Without a word Daniel took a letter out of his bag and handed it to her. She read through it and then keeping her voice low looked at him. "Another trip?"
Daniel had been on two school trips already since he had changed schools, and now he had details of another one. "I don't have to go, I know I've used up my allowance and more over the past month, I can miss this one."
"Where's it to?" The sleepy voice came from behind them on the grass, and Daniel's face lit up in a smile.
"San Francisco, to the Academy of Sciences Museum. It's for two days over spring break next year."
"Can we talk about it later?" The voice was still sleepy, and Daniel laughed.
"Sure, I guess I can let you finish your afternoon nap. I know how you need the extra sleep at your age." Daniel had picked up his backpack and rushed back to the house before Steve had got to his feet, let out a roar and raced after him.
~*~*~*~*~*~*~*~*~*~*
"Jesse, I don't understand you. Before Anneya was born you wouldn't let me out of your sight, and now you don't bat an eye when I tell you I am going to go to the Chief's sister's house and might be there for a couple of days. What is the matter with you?" Rae reached out to Jesse as she spoke.
"Rae, it makes no difference to me what you do, just let me know when you're going and when you're gonna get back." Jesse moved away from the contact that he knew she wanted to make and walked towards the kitchen. He was thirsty and needed a drink.
Rae sat down on the sofa and ran her fingers through her hair. Something was wrong with Jesse, but she had no idea what. He had been through a terrible ordeal and was still on medical leave from Community General Hospital for a little while longer, but if she kept quiet and didn't mention her job or her day, he was fine.
"Rae, Honey, do you want a drink?" Jesse's voice floated out through the air as if no words had been spoken in anger, and with a sigh Rae knew that once again, as far as Jesse was concerned, there was no problem, nothing was wrong, and if she wanted a peaceful afternoon before she went to work, which she did, then she would have to go along with it.

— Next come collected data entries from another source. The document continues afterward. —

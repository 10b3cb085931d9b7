//! Создание мероприятий и каталог по городу: мастер создания, просмотр,
//! запись и отмена записи.

use teloxide::prelude::*;
use teloxide::types::ParseMode;

use super::profile::{local_now, registered_user};
use super::types::{HandlerDeps, HandlerError};
use crate::core::config;
use crate::core::registration;
use crate::core::types::{EventPurpose, TargetAudience};
use crate::core::validation;
use crate::storage::db::get_connection;
use crate::storage::events::{self, Event};
use crate::telegram::keyboards;
use crate::telegram::session::{DialogState, EventDraft};
use crate::telegram::texts;

/// Обработчик /create: проверка рейтинга и согласие с правилами.
pub async fn handle_create_command(bot: &Bot, chat_id: ChatId, deps: &HandlerDeps) -> Result<(), HandlerError> {
    let Some(user) = registered_user(deps, chat_id)? else {
        bot.send_message(chat_id, "Сначала заполните профиль: отправьте /start.")
            .await?;
        return Ok(());
    };

    if !user.can_create_events() {
        bot.send_message(
            chat_id,
            format!(
                "Ваш рейтинг ({}) ниже порога для создания мероприятий ({}).",
                user.rating,
                *config::rating::MIN_RATING_TO_CREATE
            ),
        )
        .await?;
        return Ok(());
    }

    deps.sessions.set(chat_id.0, DialogState::EventAwaitingRules);
    bot.send_message(chat_id, texts::CREATE_INTRO).await?;
    bot.send_message(chat_id, texts::CREATION_RULES)
        .parse_mode(ParseMode::Html)
        .reply_markup(keyboards::rules_agreement_keyboard())
        .await?;
    Ok(())
}

/// Callback согласия с правилами (`rules:agree`).
pub async fn on_rules_agreed(bot: &Bot, chat_id: ChatId, deps: &HandlerDeps) -> Result<(), HandlerError> {
    let Some(DialogState::EventAwaitingRules) = deps.sessions.get(chat_id.0) else {
        return Ok(());
    };
    let Some(user) = registered_user(deps, chat_id)? else {
        return Ok(());
    };

    deps.sessions
        .set(chat_id.0, DialogState::EventAwaitingCity(EventDraft::default()));
    bot.send_message(
        chat_id,
        format!(
            "Выберите город проведения мероприятия.\nПо умолчанию — ваш город: {}",
            user.city
        ),
    )
    .reply_markup(keyboards::cities_keyboard_with_current("createcity", &user.city))
    .await?;
    Ok(())
}

/// Callback выбора города мероприятия (`createcity:<name>` или
/// `createcity:other`).
pub async fn on_create_city_selected(
    bot: &Bot,
    chat_id: ChatId,
    deps: &HandlerDeps,
    value: &str,
) -> Result<(), HandlerError> {
    let Some(DialogState::EventAwaitingCity(mut draft)) = deps.sessions.get(chat_id.0) else {
        return Ok(());
    };

    if value == "other" {
        bot.send_message(chat_id, "Введите название города:").await?;
        return Ok(());
    }

    draft.city = Some(value.to_string());
    deps.sessions.set(chat_id.0, DialogState::EventAwaitingTitle(draft));
    bot.send_message(chat_id, "Введите название мероприятия:").await?;
    Ok(())
}

/// Текстовый шаг мастера создания мероприятия.
///
/// Возвращает `true`, если текст относился к активному состоянию мастера.
pub async fn handle_event_text(
    bot: &Bot,
    msg: &Message,
    deps: &HandlerDeps,
    state: DialogState,
) -> Result<bool, HandlerError> {
    let chat_id = msg.chat.id;
    let text = msg.text().unwrap_or_default();

    match state {
        DialogState::BrowseAwaitingCity => match validation::validate_city(text) {
            Ok(city) => {
                deps.sessions.clear(chat_id.0);
                if let Some(user) = registered_user(deps, chat_id)? {
                    show_city_events(bot, chat_id, deps, &user, &city).await?;
                }
            }
            Err(e) => {
                bot.send_message(chat_id, e.to_string()).await?;
            }
        },
        DialogState::EventAwaitingCity(mut draft) => match validation::validate_city(text) {
            Ok(city) => {
                draft.city = Some(city);
                deps.sessions.set(chat_id.0, DialogState::EventAwaitingTitle(draft));
                bot.send_message(chat_id, "Введите название мероприятия:").await?;
            }
            Err(e) => {
                bot.send_message(chat_id, e.to_string()).await?;
            }
        },
        DialogState::EventAwaitingTitle(mut draft) => match validation::validate_event_title(text) {
            Ok(title) => {
                draft.title = Some(title);
                deps.sessions.set(chat_id.0, DialogState::EventAwaitingDescription(draft));
                bot.send_message(chat_id, "Введите описание мероприятия:").await?;
            }
            Err(e) => {
                bot.send_message(chat_id, e.to_string()).await?;
            }
        },
        DialogState::EventAwaitingDescription(mut draft) => {
            match validation::validate_event_description(text) {
                Ok(description) => {
                    draft.description = Some(description);
                    deps.sessions.set(chat_id.0, DialogState::EventAwaitingDate(draft));
                    bot.send_message(
                        chat_id,
                        "Укажите дату и время в формате ДД.ММ.ГГГГ ЧЧ:ММ, например: 15.06.2025 18:00",
                    )
                    .await?;
                }
                Err(e) => {
                    bot.send_message(chat_id, e.to_string()).await?;
                }
            }
        }
        DialogState::EventAwaitingDate(mut draft) => {
            match validation::validate_event_datetime(text, local_now()) {
                Ok(event_date) => {
                    draft.event_date = Some(event_date);
                    deps.sessions.set(chat_id.0, DialogState::EventAwaitingPurpose(draft));
                    bot.send_message(chat_id, "Выберите цель мероприятия:")
                        .reply_markup(keyboards::purpose_keyboard())
                        .await?;
                }
                Err(e) => {
                    bot.send_message(chat_id, e.to_string()).await?;
                }
            }
        }
        DialogState::EventAwaitingCustomAgeLimits(mut draft) => match parse_age_range(text) {
            Some((min, max)) => {
                draft.min_age = Some(min);
                draft.max_age = Some(max);
                deps.sessions
                    .set(chat_id.0, DialogState::EventAwaitingMaxParticipants(draft));
                ask_max_participants(bot, chat_id).await?;
            }
            None => {
                bot.send_message(
                    chat_id,
                    "Укажите диапазон в формате МИН-МАКС, например: 18-30.",
                )
                .await?;
            }
        },
        DialogState::EventAwaitingMaxParticipants(mut draft) => {
            match validation::validate_max_participants(text) {
                Ok(max) => {
                    draft.max_participants = max;
                    let summary = draft_summary(&draft);
                    deps.sessions
                        .set(chat_id.0, DialogState::EventAwaitingConfirmation(draft));
                    bot.send_message(chat_id, summary)
                        .parse_mode(ParseMode::Html)
                        .reply_markup(keyboards::confirmation_keyboard())
                        .await?;
                }
                Err(e) => {
                    bot.send_message(chat_id, e.to_string()).await?;
                }
            }
        }
        _ => return Ok(false),
    }

    Ok(true)
}

/// Callback выбора цели (`purpose:<value>`).
pub async fn on_purpose_selected(
    bot: &Bot,
    chat_id: ChatId,
    deps: &HandlerDeps,
    value: &str,
) -> Result<(), HandlerError> {
    let Some(DialogState::EventAwaitingPurpose(mut draft)) = deps.sessions.get(chat_id.0) else {
        return Ok(());
    };
    let Ok(purpose) = value.parse::<EventPurpose>() else {
        return Ok(());
    };

    draft.purpose = Some(purpose);
    deps.sessions.set(chat_id.0, DialogState::EventAwaitingAudience(draft));
    bot.send_message(chat_id, "Для кого это мероприятие?")
        .reply_markup(keyboards::audience_keyboard())
        .await?;
    Ok(())
}

/// Callback выбора аудитории (`audience:<value>`).
pub async fn on_audience_selected(
    bot: &Bot,
    chat_id: ChatId,
    deps: &HandlerDeps,
    value: &str,
) -> Result<(), HandlerError> {
    let Some(DialogState::EventAwaitingAudience(mut draft)) = deps.sessions.get(chat_id.0) else {
        return Ok(());
    };
    let Ok(audience) = value.parse::<TargetAudience>() else {
        return Ok(());
    };

    draft.target_audience = Some(audience);
    deps.sessions.set(chat_id.0, DialogState::EventAwaitingAgeLimits(draft));
    bot.send_message(chat_id, "Возрастные ограничения:")
        .reply_markup(keyboards::age_limits_keyboard())
        .await?;
    Ok(())
}

/// Callback возрастных ограничений (`agelimit:<value>`).
pub async fn on_age_limits_selected(
    bot: &Bot,
    chat_id: ChatId,
    deps: &HandlerDeps,
    value: &str,
) -> Result<(), HandlerError> {
    let Some(DialogState::EventAwaitingAgeLimits(mut draft)) = deps.sessions.get(chat_id.0) else {
        return Ok(());
    };

    match value {
        "none" => {
            draft.min_age = None;
            draft.max_age = None;
        }
        "18plus" => {
            draft.min_age = Some(18);
            draft.max_age = None;
        }
        "21plus" => {
            draft.min_age = Some(21);
            draft.max_age = None;
        }
        "custom" => {
            deps.sessions
                .set(chat_id.0, DialogState::EventAwaitingCustomAgeLimits(draft));
            bot.send_message(chat_id, "Укажите диапазон в формате МИН-МАКС, например: 18-30.")
                .await?;
            return Ok(());
        }
        _ => return Ok(()),
    }

    deps.sessions
        .set(chat_id.0, DialogState::EventAwaitingMaxParticipants(draft));
    ask_max_participants(bot, chat_id).await?;
    Ok(())
}

/// Callback подтверждения создания (`confirm:yes` / `confirm:no`).
pub async fn on_event_confirmation(
    bot: &Bot,
    chat_id: ChatId,
    deps: &HandlerDeps,
    value: &str,
) -> Result<(), HandlerError> {
    let Some(DialogState::EventAwaitingConfirmation(draft)) = deps.sessions.get(chat_id.0) else {
        return Ok(());
    };

    deps.sessions.clear(chat_id.0);

    if value != "yes" {
        bot.send_message(chat_id, "Создание мероприятия отменено.").await?;
        return Ok(());
    }

    let Some(user) = registered_user(deps, chat_id)? else {
        bot.send_message(chat_id, "Сначала заполните профиль: отправьте /start.")
            .await?;
        return Ok(());
    };

    // Все поля заполнены предыдущими шагами мастера
    let (Some(city), Some(title), Some(description), Some(event_date), Some(purpose), Some(audience)) = (
        draft.city.clone(),
        draft.title.clone(),
        draft.description.clone(),
        draft.event_date,
        draft.purpose,
        draft.target_audience,
    ) else {
        bot.send_message(chat_id, "Мастер прерван. Отправьте /create, чтобы начать заново.")
            .await?;
        return Ok(());
    };

    let conn = get_connection(&deps.db_pool)?;
    let event = events::create_event(
        &conn,
        user.id,
        &title,
        &city,
        purpose,
        audience,
        draft.min_age,
        draft.max_age,
        &description,
        event_date,
        draft.max_participants,
    )?;

    log::info!("User {} created event {} ({})", user.id, event.id, event.title);
    bot.send_message(
        chat_id,
        format!(
            "Мероприятие «{}» создано на {}.\nУчастники из города {} увидят его в каталоге.",
            event.title,
            event.event_date.format("%d.%m.%Y %H:%M"),
            event.city
        ),
    )
    .await?;
    Ok(())
}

"Yes, please, anything cold would be lovely." Rae picked up the folder she had brought home from the station planning to move to the dining room and work in there. The Chief's only sister had been brutally murdered in the elevator of one of the major downtown banks, and he had specifically requested her involvement in the case. In fact he had asked her to head the enquiry and so she now had a mountain of paperwork, a headache that had lasted six weeks, and a far closer working relationship with her boss that she had ever thought possible.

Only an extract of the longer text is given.